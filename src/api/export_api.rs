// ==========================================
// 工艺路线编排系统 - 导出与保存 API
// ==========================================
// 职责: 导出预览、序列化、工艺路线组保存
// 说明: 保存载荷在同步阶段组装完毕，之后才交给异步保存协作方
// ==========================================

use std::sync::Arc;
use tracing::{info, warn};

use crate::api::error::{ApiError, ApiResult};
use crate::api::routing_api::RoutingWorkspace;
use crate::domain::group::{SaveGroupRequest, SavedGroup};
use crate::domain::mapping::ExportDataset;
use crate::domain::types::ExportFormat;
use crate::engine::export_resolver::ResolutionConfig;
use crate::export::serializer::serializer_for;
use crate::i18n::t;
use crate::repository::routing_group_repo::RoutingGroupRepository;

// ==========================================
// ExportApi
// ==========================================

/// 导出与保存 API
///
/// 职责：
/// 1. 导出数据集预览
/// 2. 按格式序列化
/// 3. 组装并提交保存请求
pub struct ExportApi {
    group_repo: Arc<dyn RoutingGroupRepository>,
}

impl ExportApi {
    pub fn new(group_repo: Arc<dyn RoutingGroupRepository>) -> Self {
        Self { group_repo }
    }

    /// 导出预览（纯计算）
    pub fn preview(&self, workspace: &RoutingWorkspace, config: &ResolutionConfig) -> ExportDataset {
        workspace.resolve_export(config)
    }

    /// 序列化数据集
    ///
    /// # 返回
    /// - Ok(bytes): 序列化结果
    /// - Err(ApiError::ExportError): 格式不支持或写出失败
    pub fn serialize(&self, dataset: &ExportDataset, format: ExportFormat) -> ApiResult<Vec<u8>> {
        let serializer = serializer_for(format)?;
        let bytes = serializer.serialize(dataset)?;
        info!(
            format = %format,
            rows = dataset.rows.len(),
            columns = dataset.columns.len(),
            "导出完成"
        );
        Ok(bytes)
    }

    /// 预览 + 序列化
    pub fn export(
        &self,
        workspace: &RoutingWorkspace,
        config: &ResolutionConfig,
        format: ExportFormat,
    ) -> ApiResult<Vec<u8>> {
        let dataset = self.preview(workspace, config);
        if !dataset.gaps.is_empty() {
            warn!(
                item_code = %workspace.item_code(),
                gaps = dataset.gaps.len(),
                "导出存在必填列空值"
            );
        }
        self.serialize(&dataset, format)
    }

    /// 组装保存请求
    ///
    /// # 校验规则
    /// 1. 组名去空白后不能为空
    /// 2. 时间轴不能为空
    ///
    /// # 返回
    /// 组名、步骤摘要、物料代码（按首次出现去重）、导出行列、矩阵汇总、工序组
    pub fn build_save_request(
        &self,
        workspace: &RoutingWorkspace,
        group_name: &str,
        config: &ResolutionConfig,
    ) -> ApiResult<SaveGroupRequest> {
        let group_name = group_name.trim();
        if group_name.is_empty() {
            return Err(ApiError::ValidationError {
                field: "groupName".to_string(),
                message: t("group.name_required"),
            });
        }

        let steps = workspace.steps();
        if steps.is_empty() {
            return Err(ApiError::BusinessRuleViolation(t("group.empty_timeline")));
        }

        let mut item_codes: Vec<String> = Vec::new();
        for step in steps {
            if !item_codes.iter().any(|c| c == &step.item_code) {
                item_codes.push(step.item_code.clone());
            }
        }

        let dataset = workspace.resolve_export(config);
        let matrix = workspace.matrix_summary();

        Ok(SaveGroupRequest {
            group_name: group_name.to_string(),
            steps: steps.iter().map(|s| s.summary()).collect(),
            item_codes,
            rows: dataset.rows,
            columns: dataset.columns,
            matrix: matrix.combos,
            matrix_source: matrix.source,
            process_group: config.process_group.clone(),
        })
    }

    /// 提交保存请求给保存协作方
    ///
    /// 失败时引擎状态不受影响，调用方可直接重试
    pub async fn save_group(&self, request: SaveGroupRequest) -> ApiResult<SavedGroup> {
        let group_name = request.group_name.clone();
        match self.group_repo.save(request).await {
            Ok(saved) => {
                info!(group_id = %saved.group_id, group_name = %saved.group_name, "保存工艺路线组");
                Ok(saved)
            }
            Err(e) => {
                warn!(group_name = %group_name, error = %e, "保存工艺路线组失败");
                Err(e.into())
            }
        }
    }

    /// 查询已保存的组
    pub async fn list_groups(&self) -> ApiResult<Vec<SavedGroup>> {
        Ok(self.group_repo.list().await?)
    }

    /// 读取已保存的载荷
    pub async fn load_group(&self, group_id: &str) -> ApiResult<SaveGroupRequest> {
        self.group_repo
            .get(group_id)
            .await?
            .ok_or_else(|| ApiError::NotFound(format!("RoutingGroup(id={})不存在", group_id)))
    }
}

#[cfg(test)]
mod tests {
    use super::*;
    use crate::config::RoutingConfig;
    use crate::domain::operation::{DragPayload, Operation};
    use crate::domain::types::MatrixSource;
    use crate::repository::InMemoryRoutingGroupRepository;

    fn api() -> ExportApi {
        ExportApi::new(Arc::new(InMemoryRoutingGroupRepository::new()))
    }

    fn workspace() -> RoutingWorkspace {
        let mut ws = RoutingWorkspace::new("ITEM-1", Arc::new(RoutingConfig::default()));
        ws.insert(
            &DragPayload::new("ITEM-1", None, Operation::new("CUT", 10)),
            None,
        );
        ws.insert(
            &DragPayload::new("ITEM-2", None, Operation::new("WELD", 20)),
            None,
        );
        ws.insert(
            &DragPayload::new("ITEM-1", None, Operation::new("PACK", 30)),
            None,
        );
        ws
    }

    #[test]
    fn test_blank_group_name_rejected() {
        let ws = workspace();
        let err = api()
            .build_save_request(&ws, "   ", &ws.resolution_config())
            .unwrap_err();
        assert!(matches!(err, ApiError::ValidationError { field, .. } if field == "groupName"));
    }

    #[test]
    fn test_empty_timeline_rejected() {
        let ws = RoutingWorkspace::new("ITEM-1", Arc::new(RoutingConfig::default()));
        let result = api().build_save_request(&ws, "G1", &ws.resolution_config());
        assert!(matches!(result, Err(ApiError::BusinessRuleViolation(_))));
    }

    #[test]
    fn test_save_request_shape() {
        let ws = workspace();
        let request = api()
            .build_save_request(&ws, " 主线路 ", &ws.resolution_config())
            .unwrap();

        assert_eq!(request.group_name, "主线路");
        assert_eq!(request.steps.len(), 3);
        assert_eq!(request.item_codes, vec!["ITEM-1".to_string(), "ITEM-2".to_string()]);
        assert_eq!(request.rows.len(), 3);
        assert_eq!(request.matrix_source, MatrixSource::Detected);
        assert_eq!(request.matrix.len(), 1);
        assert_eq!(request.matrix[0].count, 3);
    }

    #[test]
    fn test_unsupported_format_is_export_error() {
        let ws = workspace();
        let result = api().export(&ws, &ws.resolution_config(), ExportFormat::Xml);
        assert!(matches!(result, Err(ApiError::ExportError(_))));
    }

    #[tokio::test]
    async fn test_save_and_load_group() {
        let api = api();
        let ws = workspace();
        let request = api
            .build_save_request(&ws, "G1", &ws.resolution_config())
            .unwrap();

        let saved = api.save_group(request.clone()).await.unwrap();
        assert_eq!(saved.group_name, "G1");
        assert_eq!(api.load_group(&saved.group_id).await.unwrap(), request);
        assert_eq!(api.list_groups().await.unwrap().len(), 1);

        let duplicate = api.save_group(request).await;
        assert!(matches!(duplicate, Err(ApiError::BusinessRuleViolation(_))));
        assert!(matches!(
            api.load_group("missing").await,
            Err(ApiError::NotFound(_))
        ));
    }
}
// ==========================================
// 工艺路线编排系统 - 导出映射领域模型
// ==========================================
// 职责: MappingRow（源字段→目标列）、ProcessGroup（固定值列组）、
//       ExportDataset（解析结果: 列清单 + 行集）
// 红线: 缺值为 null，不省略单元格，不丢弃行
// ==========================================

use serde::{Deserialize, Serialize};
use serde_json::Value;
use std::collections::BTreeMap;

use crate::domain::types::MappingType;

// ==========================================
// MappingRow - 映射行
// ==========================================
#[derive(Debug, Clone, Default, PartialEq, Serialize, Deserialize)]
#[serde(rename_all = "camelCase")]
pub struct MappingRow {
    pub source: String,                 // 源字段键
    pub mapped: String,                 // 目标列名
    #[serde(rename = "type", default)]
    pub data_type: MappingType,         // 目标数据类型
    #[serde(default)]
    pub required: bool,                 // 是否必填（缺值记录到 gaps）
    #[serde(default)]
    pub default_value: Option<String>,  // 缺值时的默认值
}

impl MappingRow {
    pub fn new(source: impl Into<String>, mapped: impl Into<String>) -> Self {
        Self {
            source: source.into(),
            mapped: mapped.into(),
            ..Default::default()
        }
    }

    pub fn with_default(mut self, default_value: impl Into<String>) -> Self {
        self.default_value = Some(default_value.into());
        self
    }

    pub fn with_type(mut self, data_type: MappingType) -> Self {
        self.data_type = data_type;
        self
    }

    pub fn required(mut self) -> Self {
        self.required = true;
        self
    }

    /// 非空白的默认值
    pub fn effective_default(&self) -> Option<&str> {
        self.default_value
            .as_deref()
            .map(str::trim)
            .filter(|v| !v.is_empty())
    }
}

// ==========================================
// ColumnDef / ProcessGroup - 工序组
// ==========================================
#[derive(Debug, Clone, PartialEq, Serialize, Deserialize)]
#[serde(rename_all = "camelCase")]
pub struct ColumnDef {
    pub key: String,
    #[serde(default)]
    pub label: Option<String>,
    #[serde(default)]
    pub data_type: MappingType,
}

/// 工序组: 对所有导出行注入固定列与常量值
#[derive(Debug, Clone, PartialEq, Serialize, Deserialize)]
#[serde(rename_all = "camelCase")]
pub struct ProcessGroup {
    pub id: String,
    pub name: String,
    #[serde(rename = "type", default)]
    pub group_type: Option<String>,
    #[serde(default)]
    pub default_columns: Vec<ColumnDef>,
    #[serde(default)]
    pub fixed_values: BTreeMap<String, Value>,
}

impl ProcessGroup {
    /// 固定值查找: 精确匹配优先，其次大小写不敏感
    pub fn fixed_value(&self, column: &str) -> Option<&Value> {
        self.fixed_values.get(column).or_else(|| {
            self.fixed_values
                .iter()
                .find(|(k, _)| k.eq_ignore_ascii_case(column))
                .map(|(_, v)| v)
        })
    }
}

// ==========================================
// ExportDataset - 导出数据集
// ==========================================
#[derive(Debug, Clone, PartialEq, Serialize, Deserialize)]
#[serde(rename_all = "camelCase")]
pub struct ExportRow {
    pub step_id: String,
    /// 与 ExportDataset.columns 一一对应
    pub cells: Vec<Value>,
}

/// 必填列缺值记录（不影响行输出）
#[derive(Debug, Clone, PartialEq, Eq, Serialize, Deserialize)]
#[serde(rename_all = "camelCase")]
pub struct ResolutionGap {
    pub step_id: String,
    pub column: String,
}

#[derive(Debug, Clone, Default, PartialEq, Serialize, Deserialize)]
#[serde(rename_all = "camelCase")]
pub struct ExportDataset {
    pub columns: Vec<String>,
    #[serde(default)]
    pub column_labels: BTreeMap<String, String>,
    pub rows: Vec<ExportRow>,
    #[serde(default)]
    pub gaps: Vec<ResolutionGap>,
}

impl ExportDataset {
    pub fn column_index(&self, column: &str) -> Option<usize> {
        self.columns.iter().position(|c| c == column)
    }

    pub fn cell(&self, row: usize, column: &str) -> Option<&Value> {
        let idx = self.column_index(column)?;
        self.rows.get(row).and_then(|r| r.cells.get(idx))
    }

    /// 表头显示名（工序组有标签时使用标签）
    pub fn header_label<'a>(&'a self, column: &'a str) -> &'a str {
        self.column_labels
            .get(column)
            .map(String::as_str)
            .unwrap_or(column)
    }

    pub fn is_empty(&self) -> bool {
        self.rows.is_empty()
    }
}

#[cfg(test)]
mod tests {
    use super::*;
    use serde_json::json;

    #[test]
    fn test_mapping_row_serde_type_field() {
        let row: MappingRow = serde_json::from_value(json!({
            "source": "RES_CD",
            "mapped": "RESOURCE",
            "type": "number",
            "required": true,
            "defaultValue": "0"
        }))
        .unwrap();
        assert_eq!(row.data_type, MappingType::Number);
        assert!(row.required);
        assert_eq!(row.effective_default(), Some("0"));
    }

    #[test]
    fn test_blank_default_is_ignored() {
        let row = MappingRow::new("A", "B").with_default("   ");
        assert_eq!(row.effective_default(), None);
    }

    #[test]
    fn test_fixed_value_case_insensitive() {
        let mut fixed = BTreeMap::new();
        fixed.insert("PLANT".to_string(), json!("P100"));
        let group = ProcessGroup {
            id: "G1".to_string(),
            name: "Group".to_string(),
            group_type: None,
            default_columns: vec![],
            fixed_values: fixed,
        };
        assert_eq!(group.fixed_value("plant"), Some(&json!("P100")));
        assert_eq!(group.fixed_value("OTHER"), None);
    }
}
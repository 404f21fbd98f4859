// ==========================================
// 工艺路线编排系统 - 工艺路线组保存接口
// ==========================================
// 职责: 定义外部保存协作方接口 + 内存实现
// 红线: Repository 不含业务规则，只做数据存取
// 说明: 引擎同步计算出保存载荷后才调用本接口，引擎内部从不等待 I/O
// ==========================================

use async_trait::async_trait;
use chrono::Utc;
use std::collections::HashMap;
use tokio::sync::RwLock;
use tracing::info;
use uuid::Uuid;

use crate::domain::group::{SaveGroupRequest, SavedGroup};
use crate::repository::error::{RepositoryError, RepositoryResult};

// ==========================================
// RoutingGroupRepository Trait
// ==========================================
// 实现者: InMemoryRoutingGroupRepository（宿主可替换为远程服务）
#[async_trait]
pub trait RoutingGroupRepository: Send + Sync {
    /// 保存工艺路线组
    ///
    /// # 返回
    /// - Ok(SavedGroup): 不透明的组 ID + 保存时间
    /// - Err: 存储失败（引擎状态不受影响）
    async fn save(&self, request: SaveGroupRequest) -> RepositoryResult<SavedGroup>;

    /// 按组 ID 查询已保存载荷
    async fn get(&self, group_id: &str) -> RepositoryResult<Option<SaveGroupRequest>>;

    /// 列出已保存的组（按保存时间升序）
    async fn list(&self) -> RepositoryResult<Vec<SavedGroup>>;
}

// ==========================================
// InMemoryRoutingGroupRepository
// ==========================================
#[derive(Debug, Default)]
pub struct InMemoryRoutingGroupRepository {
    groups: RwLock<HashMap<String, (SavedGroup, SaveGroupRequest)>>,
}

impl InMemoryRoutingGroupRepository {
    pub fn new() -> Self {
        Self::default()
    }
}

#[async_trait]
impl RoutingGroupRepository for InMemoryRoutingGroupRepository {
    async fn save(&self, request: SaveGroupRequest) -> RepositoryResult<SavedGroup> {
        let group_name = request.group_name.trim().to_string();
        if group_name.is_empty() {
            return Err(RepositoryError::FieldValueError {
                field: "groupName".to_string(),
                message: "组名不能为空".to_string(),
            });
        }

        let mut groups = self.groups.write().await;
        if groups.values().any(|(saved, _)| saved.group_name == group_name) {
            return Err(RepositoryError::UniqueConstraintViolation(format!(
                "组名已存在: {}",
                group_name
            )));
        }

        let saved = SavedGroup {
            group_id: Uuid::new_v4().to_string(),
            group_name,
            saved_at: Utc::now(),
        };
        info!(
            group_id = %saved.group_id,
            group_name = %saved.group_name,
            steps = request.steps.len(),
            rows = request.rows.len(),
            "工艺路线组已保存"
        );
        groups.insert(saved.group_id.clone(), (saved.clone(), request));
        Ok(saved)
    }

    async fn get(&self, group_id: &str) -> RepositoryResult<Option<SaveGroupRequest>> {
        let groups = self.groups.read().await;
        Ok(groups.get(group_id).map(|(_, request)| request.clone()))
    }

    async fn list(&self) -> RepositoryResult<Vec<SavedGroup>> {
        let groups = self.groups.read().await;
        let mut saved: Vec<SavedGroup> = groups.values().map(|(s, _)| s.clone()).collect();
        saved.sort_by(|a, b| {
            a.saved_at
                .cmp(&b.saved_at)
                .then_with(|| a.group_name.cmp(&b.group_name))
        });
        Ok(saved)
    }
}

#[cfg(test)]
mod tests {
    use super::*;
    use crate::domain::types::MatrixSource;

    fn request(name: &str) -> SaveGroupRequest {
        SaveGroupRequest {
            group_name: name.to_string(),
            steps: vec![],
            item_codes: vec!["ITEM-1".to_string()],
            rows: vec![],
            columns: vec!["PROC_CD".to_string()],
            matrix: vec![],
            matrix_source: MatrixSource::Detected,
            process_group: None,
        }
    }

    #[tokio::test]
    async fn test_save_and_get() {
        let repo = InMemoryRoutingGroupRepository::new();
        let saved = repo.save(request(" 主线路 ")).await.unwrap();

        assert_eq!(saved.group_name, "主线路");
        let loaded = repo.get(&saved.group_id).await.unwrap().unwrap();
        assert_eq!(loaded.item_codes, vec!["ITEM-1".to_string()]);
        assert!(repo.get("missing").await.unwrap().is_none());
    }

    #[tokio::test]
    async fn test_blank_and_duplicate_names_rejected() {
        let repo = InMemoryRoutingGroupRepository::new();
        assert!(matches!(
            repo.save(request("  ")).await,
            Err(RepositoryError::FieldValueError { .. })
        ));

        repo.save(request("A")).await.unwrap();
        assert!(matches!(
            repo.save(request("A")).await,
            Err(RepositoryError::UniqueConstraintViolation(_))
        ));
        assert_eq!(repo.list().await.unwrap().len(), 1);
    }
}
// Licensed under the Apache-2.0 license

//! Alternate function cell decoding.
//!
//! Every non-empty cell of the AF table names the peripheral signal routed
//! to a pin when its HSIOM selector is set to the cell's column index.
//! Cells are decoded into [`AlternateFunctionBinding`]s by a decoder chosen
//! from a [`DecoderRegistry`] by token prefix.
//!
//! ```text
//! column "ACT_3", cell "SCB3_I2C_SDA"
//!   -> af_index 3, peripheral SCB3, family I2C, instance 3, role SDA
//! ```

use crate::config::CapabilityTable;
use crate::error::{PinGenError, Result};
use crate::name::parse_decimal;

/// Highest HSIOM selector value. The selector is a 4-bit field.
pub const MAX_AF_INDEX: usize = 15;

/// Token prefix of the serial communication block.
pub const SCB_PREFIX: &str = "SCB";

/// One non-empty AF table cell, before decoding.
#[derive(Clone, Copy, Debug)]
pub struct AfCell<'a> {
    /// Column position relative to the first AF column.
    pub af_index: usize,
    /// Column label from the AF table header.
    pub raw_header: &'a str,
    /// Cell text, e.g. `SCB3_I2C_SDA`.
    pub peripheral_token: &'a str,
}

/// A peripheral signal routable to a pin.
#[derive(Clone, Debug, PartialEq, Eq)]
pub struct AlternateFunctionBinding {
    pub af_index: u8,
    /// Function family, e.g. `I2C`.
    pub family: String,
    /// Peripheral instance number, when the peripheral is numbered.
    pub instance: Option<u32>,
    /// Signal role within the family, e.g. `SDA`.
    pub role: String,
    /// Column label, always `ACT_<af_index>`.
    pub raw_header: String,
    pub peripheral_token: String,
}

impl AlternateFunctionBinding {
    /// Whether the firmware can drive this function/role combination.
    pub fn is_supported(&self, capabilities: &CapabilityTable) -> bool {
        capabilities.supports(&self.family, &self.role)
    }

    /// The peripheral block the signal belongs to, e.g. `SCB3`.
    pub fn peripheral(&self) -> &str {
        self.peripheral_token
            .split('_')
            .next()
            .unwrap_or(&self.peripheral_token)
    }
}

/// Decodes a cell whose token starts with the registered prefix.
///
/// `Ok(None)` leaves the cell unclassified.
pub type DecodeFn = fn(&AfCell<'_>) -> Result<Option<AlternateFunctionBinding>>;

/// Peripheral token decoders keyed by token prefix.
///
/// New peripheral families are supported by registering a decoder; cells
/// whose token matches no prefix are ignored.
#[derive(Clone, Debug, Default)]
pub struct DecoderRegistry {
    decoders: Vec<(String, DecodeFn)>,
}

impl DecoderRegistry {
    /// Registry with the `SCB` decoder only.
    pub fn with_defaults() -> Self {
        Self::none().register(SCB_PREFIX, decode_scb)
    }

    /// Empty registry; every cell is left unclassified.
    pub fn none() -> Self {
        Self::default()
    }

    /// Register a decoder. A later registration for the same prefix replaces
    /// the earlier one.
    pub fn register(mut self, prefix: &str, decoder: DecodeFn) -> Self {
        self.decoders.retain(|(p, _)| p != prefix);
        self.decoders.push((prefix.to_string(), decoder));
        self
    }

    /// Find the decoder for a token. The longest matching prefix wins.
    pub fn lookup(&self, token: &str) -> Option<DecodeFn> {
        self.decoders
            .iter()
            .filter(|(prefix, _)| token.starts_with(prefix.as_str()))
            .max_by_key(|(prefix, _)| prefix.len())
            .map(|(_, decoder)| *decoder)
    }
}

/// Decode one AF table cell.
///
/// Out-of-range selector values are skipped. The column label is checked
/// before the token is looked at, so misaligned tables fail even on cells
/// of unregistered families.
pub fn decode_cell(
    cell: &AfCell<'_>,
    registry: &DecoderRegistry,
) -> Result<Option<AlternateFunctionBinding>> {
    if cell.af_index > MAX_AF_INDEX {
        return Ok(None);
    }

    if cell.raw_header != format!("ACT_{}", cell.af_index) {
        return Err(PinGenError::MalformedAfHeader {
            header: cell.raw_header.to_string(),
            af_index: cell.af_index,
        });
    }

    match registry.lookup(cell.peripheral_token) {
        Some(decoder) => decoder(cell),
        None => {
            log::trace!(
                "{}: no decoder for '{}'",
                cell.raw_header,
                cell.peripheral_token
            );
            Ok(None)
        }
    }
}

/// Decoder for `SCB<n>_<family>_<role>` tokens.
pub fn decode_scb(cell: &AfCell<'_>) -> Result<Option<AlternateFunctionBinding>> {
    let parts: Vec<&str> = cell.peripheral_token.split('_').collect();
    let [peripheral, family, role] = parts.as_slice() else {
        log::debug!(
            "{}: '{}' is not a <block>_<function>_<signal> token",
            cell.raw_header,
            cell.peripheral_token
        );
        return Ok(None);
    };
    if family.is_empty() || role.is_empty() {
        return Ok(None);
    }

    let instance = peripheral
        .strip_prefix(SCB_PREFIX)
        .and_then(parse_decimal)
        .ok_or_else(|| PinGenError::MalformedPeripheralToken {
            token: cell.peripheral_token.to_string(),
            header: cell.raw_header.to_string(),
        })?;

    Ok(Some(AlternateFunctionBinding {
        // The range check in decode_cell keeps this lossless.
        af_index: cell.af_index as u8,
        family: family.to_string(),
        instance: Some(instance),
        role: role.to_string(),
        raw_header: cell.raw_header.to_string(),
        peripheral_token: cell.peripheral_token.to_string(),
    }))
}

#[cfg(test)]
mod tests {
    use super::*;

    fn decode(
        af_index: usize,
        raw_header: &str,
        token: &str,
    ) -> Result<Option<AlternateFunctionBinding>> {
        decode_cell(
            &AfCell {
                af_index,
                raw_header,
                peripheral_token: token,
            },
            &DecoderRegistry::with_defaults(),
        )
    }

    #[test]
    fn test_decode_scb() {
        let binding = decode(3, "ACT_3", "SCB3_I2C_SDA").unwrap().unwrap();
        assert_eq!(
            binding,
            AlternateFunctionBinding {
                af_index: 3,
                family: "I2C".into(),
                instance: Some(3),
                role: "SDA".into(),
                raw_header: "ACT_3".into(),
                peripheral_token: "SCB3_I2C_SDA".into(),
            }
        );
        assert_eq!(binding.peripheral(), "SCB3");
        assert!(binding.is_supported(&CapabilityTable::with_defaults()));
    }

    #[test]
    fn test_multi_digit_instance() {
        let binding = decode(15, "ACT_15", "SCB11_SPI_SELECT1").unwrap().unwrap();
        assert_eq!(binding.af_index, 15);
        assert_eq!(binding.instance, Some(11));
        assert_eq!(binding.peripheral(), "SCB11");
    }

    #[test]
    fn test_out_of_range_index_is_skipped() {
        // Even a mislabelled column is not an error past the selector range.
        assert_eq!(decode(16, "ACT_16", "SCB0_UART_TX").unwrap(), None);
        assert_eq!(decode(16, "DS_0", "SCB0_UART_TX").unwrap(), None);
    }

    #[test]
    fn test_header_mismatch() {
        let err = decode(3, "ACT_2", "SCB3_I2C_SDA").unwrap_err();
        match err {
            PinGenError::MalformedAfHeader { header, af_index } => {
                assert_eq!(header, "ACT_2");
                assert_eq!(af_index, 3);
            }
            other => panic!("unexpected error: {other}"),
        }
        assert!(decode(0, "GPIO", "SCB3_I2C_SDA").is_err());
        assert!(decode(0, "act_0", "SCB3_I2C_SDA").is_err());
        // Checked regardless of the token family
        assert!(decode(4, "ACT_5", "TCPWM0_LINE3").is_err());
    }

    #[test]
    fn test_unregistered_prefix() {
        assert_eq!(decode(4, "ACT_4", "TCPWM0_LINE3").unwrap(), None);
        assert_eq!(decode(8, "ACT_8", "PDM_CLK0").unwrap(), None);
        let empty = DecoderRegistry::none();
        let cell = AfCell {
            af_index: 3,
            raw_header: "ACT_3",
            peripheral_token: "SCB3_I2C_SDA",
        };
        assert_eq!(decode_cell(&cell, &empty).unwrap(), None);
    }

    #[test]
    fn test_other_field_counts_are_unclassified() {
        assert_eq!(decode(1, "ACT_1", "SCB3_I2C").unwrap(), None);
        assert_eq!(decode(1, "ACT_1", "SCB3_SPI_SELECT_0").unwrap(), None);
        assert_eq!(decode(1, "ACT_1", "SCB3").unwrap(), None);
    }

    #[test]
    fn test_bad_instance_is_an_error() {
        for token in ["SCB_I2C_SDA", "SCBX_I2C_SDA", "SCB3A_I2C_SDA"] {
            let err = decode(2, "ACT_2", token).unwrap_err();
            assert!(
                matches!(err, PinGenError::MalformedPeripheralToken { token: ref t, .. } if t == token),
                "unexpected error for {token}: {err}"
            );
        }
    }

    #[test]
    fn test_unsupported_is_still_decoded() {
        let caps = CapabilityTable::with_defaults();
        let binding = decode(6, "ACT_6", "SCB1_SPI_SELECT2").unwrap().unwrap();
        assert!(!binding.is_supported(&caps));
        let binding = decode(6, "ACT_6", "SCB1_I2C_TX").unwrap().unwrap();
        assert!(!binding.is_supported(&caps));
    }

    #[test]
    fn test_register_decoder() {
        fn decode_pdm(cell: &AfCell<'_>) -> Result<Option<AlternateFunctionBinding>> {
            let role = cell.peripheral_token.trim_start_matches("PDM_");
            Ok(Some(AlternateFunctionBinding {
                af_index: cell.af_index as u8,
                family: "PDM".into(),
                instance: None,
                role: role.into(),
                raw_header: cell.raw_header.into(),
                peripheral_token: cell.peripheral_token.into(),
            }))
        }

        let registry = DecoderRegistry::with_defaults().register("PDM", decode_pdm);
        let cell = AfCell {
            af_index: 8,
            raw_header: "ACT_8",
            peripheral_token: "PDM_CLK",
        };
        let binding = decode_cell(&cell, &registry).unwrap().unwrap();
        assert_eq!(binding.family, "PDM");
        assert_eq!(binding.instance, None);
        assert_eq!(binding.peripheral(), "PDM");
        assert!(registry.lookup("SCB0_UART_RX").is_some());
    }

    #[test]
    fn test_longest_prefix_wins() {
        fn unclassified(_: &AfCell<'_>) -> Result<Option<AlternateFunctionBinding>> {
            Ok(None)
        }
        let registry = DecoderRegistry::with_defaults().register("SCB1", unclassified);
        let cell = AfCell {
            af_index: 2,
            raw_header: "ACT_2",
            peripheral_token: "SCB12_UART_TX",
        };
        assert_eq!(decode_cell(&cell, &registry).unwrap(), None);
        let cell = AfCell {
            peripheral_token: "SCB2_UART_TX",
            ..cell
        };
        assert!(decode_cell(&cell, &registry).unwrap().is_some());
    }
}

* * * * *

**Goal of the exercise**
Where a line of the records above holds the word "UniqueConstraintViolation", count it; give the total as a single number and nothing else.

**Response to the exercise**
2